As if in a daze, we are next told that AI’s use in the economy will create a boom. Since the business owners will make more money, they, in collaboration with governments, will be able to offer regular remunerations to all citizens. Capital idea. Except have you met any entrepreneurs or politicians? Also, explain how this entire idea of an economic boom will work when the workforce has been made redundant and has no purchasing power. You amaze me.
Now a word on the inevitability of this displacement. Let me cite Max Tagmark’s Life 3.0 again to remind you where we are on the evolutionary scale. Life 1.0 is amoeba and such life forms that can neither reprogramme their hardware nor software. Life 2.0 are us. We can change our software but not our hardware. Our eyes can’t zoom in or out, and we cannot add more eyes to our bodies — the same for our limbs or other parts. And since our brains are encased in our skulls, we can’t augment them with more living tissue. Life 3.0 is AI. Its evolutionary cycles are incredibly shorter than ours. It doesn’t need a climate to breathe, and when installed in bodies or exoskeletons, it is totally customisable.
But that is not all. Thanks to mobile telecommunication, it has almost infinite reach, owing to cloud unlimited retentive and processing power, courtesy internet of things, the ability to turn every smart machine a part of its collective and an ability to reproduce physically due to 3D printing.
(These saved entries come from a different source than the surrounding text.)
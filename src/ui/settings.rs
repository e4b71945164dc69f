use iced::widget::{button, column, pick_list, row, text, text_input, Space};
use iced::{Element, Length};

use crate::domain::{Quality, Settings};

/// Settings page state; committed to `Settings` only on save.
pub struct SettingsView {
    pub location: String,
    pub quality: Quality,
    pub status: String,
}

#[derive(Debug, Clone)]
pub enum SettingsMessage {
    LocationChanged(String),
    BrowsePressed,
    QualitySelected(Quality),
    SavePressed,
}

impl SettingsView {
    pub fn from_settings(settings: &Settings) -> Self {
        Self {
            location: settings.download_dir.display().to_string(),
            quality: settings.quality,
            status: String::new(),
        }
    }

    pub fn view(&self) -> Element<'_, SettingsMessage> {
        column![
            text("Download Location:").size(16),
            row![
                text_input("Download directory...", &self.location)
                    .on_input(SettingsMessage::LocationChanged)
                    .padding(10),
                button("Browse")
                    .on_press(SettingsMessage::BrowsePressed)
                    .padding([10, 20]),
            ]
            .spacing(10),
            text("Download Quality:").size(16),
            pick_list(
                Quality::ALL,
                Some(self.quality),
                SettingsMessage::QualitySelected
            ),
            Space::new().height(Length::Fixed(10.0)),
            button("Save Settings")
                .on_press(SettingsMessage::SavePressed)
                .padding([10, 20]),
            text(&self.status).size(14),
        ]
        .padding(20)
        .spacing(10)
        .into()
    }
}
use bytes::Bytes;
use thiserror::Error;
use url::Url;

const BASE_URL: &str = "https://www.bbc.co.uk";

#[derive(Error, Debug)]
pub enum ApiError {
    #[error("HTTP request failed: {0}")]
    Request(#[from] reqwest::Error),

    #[error("unexpected status: {0}")]
    Status(reqwest::StatusCode),
}

pub type Result<T> = std::result::Result<T, ApiError>;

/// HTTP boundary for the catalog site: search page, paginated episode
/// listings, episode pages and image bytes. HTML interpretation lives in
/// the parser, not here.
#[derive(Clone)]
pub struct SoundsClient {
    http: reqwest::Client,
    base_url: String,
}

impl SoundsClient {
    pub fn new() -> Self {
        Self::with_base_url(BASE_URL)
    }

    pub fn with_base_url(base_url: impl Into<String>) -> Self {
        Self {
            http: reqwest::Client::new(),
            base_url: base_url.into(),
        }
    }

    pub fn base_url(&self) -> &str {
        &self.base_url
    }

    /// Resolve a possibly-relative href against the site origin.
    pub fn resolve(&self, href: &str) -> Option<Url> {
        Url::parse(href)
            .ok()
            .or_else(|| Url::parse(&self.base_url).ok()?.join(href).ok())
    }

    /// GET the search page for a term and return its HTML.
    pub async fn search_page(&self, term: &str) -> Result<String> {
        let url = format!("{}/sounds/search", self.base_url);
        let response = self.http.get(&url).query(&[("q", term)]).send().await?;
        if !response.status().is_success() {
            return Err(ApiError::Status(response.status()));
        }
        Ok(response.text().await?)
    }

    /// GET one page of a show's episode listing (`?page=N`).
    pub async fn episode_listing_page(&self, show_url: &Url, page: u32) -> Result<String> {
        let response = self
            .http
            .get(show_url.clone())
            .query(&[("page", page)])
            .send()
            .await?;
        if !response.status().is_success() {
            return Err(ApiError::Status(response.status()));
        }
        Ok(response.text().await?)
    }

    /// GET an episode page and return its HTML.
    pub async fn page(&self, url: &Url) -> Result<String> {
        let response = self.http.get(url.clone()).send().await?;
        if !response.status().is_success() {
            return Err(ApiError::Status(response.status()));
        }
        Ok(response.text().await?)
    }

    /// GET raw bytes, used for cover images.
    pub async fn fetch_bytes(&self, url: &Url) -> Result<Bytes> {
        let response = self.http.get(url.clone()).send().await?;
        if !response.status().is_success() {
            return Err(ApiError::Status(response.status()));
        }
        Ok(response.bytes().await?)
    }
}

impl Default for SoundsClient {
    fn default() -> Self {
        Self::new()
    }
}

#[cfg(test)]
mod tests {
    use super::*;

    #[test]
    fn test_resolve_relative_href() {
        let client = SoundsClient::with_base_url("https://www.bbc.co.uk");
        let url = client.resolve("/sounds/play/m000abc").unwrap();
        assert_eq!(url.as_str(), "https://www.bbc.co.uk/sounds/play/m000abc");
    }

    #[test]
    fn test_resolve_keeps_absolute_href() {
        let client = SoundsClient::with_base_url("https://www.bbc.co.uk");
        let url = client.resolve("https://ichef.bbci.co.uk/images/a.png").unwrap();
        assert_eq!(url.as_str(), "https://ichef.bbci.co.uk/images/a.png");
    }

    #[tokio::test]
    async fn test_search_page_rejects_non_200() {
        let mut server = mockito::Server::new_async().await;
        let mock = server
            .mock("GET", "/sounds/search")
            .match_query(mockito::Matcher::UrlEncoded("q".into(), "news".into()))
            .with_status(500)
            .create_async()
            .await;

        let client = SoundsClient::with_base_url(server.url());
        let result = client.search_page("news").await;
        assert!(matches!(result, Err(ApiError::Status(_))));
        mock.assert_async().await;
    }
}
With all of this going for AI, do you really think it will not be able to replace you in any job? You are told it will be cost-prohibitive. Not really. Technology cost does not matter in an economy of scale.
Since my last piece, Facebook has launched its AI-powered language model called LLaMA. Google’s Apprentice Bard is taking long evolutionary strides. Microsoft has incorporated ChatGPT into its search engine Bing and now testing it in robots. At a time when all humanity should be coming together to mull over its future, we are busy fighting wars and spreading hate. Hate is one element that the new technology should not be introduced to, but you know who cares before the problem becomes too big. So, in other words, we are about to be redundant. And judging by the priorities of our political overlords doomed.